//! Profit analysis routes.

use axum::{
    Json, Router,
    extract::{Query, State},
    http::StatusCode,
    routing::{get, post},
};
use chrono::{NaiveDate, Utc};
use serde::{Deserialize, Serialize};
use tracing::{info, instrument};

use webshop_crm_core::SnapshotId;

use crate::{
    db::ProfitRepository,
    error::AppError,
    middleware::{RequireManager, RequireStaff},
    models::ProfitSnapshot,
    services::profit::{
        BreakEven, Period, PeriodComparison, ProfitAnalysis, ProfitService, ProfitSummary,
    },
    state::AppState,
};

use super::{DEFAULT_PERIOD_DAYS, JsonBody, PeriodQuery};

pub fn router() -> Router<AppState> {
    Router::new()
        .route("/analysis", get(analysis))
        .route("/comparison", get(comparison))
        .route("/break-even", get(break_even))
        .route("/snapshot", post(snapshot))
        .route("/snapshots", get(snapshots))
}

#[derive(Debug, Deserialize)]
pub struct AnalysisQuery {
    pub start_date: Option<NaiveDate>,
    pub end_date: Option<NaiveDate>,
}

#[derive(Debug, Deserialize)]
pub struct ComparisonQuery {
    pub current_start: Option<NaiveDate>,
    pub current_end: Option<NaiveDate>,
    pub previous_start: Option<NaiveDate>,
    pub previous_end: Option<NaiveDate>,
}

#[derive(Debug, Deserialize)]
pub struct SnapshotRequest {
    pub period_start: NaiveDate,
    pub period_end: NaiveDate,
}

#[derive(Debug, Serialize)]
pub struct SnapshotResponse {
    pub message: &'static str,
    pub snapshot_id: SnapshotId,
    pub summary: ProfitSummary,
}

#[derive(Debug, Serialize)]
pub struct SnapshotsResponse {
    pub snapshots: Vec<ProfitSnapshot>,
}

fn period(start: NaiveDate, end: NaiveDate) -> Result<Period, AppError> {
    if end < start {
        return Err(AppError::BadRequest(
            "end date cannot be before start date".to_string(),
        ));
    }
    Ok(Period::new(start, end))
}

impl AnalysisQuery {
    /// Requested period, or the trailing default window ending today.
    fn period(&self) -> Result<Period, AppError> {
        let today = Utc::now().date_naive();
        match (self.start_date, self.end_date) {
            (None, None) => Ok(Period::trailing(DEFAULT_PERIOD_DAYS, today)),
            (Some(start), end) => period(start, end.unwrap_or(today)),
            (None, Some(end)) => Ok(Period::trailing(DEFAULT_PERIOD_DAYS, end)),
        }
    }
}

impl ComparisonQuery {
    fn periods(&self) -> Result<(Period, Period), AppError> {
        let (Some(cs), Some(ce), Some(ps), Some(pe)) = (
            self.current_start,
            self.current_end,
            self.previous_start,
            self.previous_end,
        ) else {
            return Err(AppError::BadRequest(
                "current_start, current_end, previous_start and previous_end are required"
                    .to_string(),
            ));
        };
        Ok((period(cs, ce)?, period(ps, pe)?))
    }
}

#[instrument(skip(_staff, state))]
async fn analysis(
    RequireStaff(_staff): RequireStaff,
    State(state): State<AppState>,
    Query(query): Query<AnalysisQuery>,
) -> Result<Json<ProfitAnalysis>, AppError> {
    let period = query.period()?;
    let analysis = ProfitService::new(state.pool()).analysis(period).await?;
    Ok(Json(analysis))
}

#[instrument(skip(_staff, state))]
async fn comparison(
    RequireStaff(_staff): RequireStaff,
    State(state): State<AppState>,
    Query(query): Query<ComparisonQuery>,
) -> Result<Json<PeriodComparison>, AppError> {
    let (current, previous) = query.periods()?;
    let comparison = ProfitService::new(state.pool())
        .comparison(current, previous)
        .await?;
    Ok(Json(comparison))
}

#[instrument(skip(_staff, state))]
async fn break_even(
    RequireStaff(_staff): RequireStaff,
    State(state): State<AppState>,
    Query(query): Query<PeriodQuery>,
) -> Result<Json<BreakEven>, AppError> {
    let report = ProfitService::new(state.pool())
        .break_even(query.days())
        .await?;
    Ok(Json(report))
}

#[instrument(skip(user, state), fields(user_id = %user.id))]
async fn snapshot(
    RequireManager(user): RequireManager,
    State(state): State<AppState>,
    JsonBody(body): JsonBody<SnapshotRequest>,
) -> Result<(StatusCode, Json<SnapshotResponse>), AppError> {
    let period = period(body.period_start, body.period_end)?;
    let (snapshot, summary) = ProfitService::new(state.pool())
        .snapshot(period, Some(user.id))
        .await?;

    info!(snapshot_id = %snapshot.id, "Profit snapshot created");
    Ok((
        StatusCode::CREATED,
        Json(SnapshotResponse {
            message: "Profit snapshot saved successfully",
            snapshot_id: snapshot.id,
            summary,
        }),
    ))
}

#[instrument(skip(_staff, state))]
async fn snapshots(
    RequireStaff(_staff): RequireStaff,
    State(state): State<AppState>,
) -> Result<Json<SnapshotsResponse>, AppError> {
    let snapshots = ProfitRepository::new(state.pool()).list_snapshots().await?;
    Ok(Json(SnapshotsResponse { snapshots }))
}

#[cfg(test)]
mod tests {
    use super::*;

    fn date(m: u32, d: u32) -> NaiveDate {
        NaiveDate::from_ymd_opt(2024, m, d).expect("valid date")
    }

    #[test]
    fn test_comparison_requires_all_dates() {
        let query = ComparisonQuery {
            current_start: Some(date(2, 1)),
            current_end: Some(date(2, 29)),
            previous_start: Some(date(1, 1)),
            previous_end: None,
        };
        assert!(matches!(query.periods(), Err(AppError::BadRequest(_))));
    }

    #[test]
    fn test_comparison_periods() {
        let query = ComparisonQuery {
            current_start: Some(date(2, 1)),
            current_end: Some(date(2, 29)),
            previous_start: Some(date(1, 1)),
            previous_end: Some(date(1, 31)),
        };
        let (current, previous) = query.periods().expect("valid periods");
        assert_eq!(current.days, 29);
        assert_eq!(previous.days, 31);
    }

    #[test]
    fn test_analysis_explicit_period() {
        let query = AnalysisQuery {
            start_date: Some(date(3, 1)),
            end_date: Some(date(3, 10)),
        };
        assert_eq!(query.period().expect("valid").days, 10);

        let reversed = AnalysisQuery {
            start_date: Some(date(3, 10)),
            end_date: Some(date(3, 1)),
        };
        assert!(reversed.period().is_err());
    }
}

****************

| Exercise description |
Show all lines from the data that contain "AnalysisQuery".

| Result for this task |
pub struct AnalysisQuery {
impl AnalysisQuery {
    Query(query): Query<AnalysisQuery>,
        let query = AnalysisQuery {
        let reversed = AnalysisQuery {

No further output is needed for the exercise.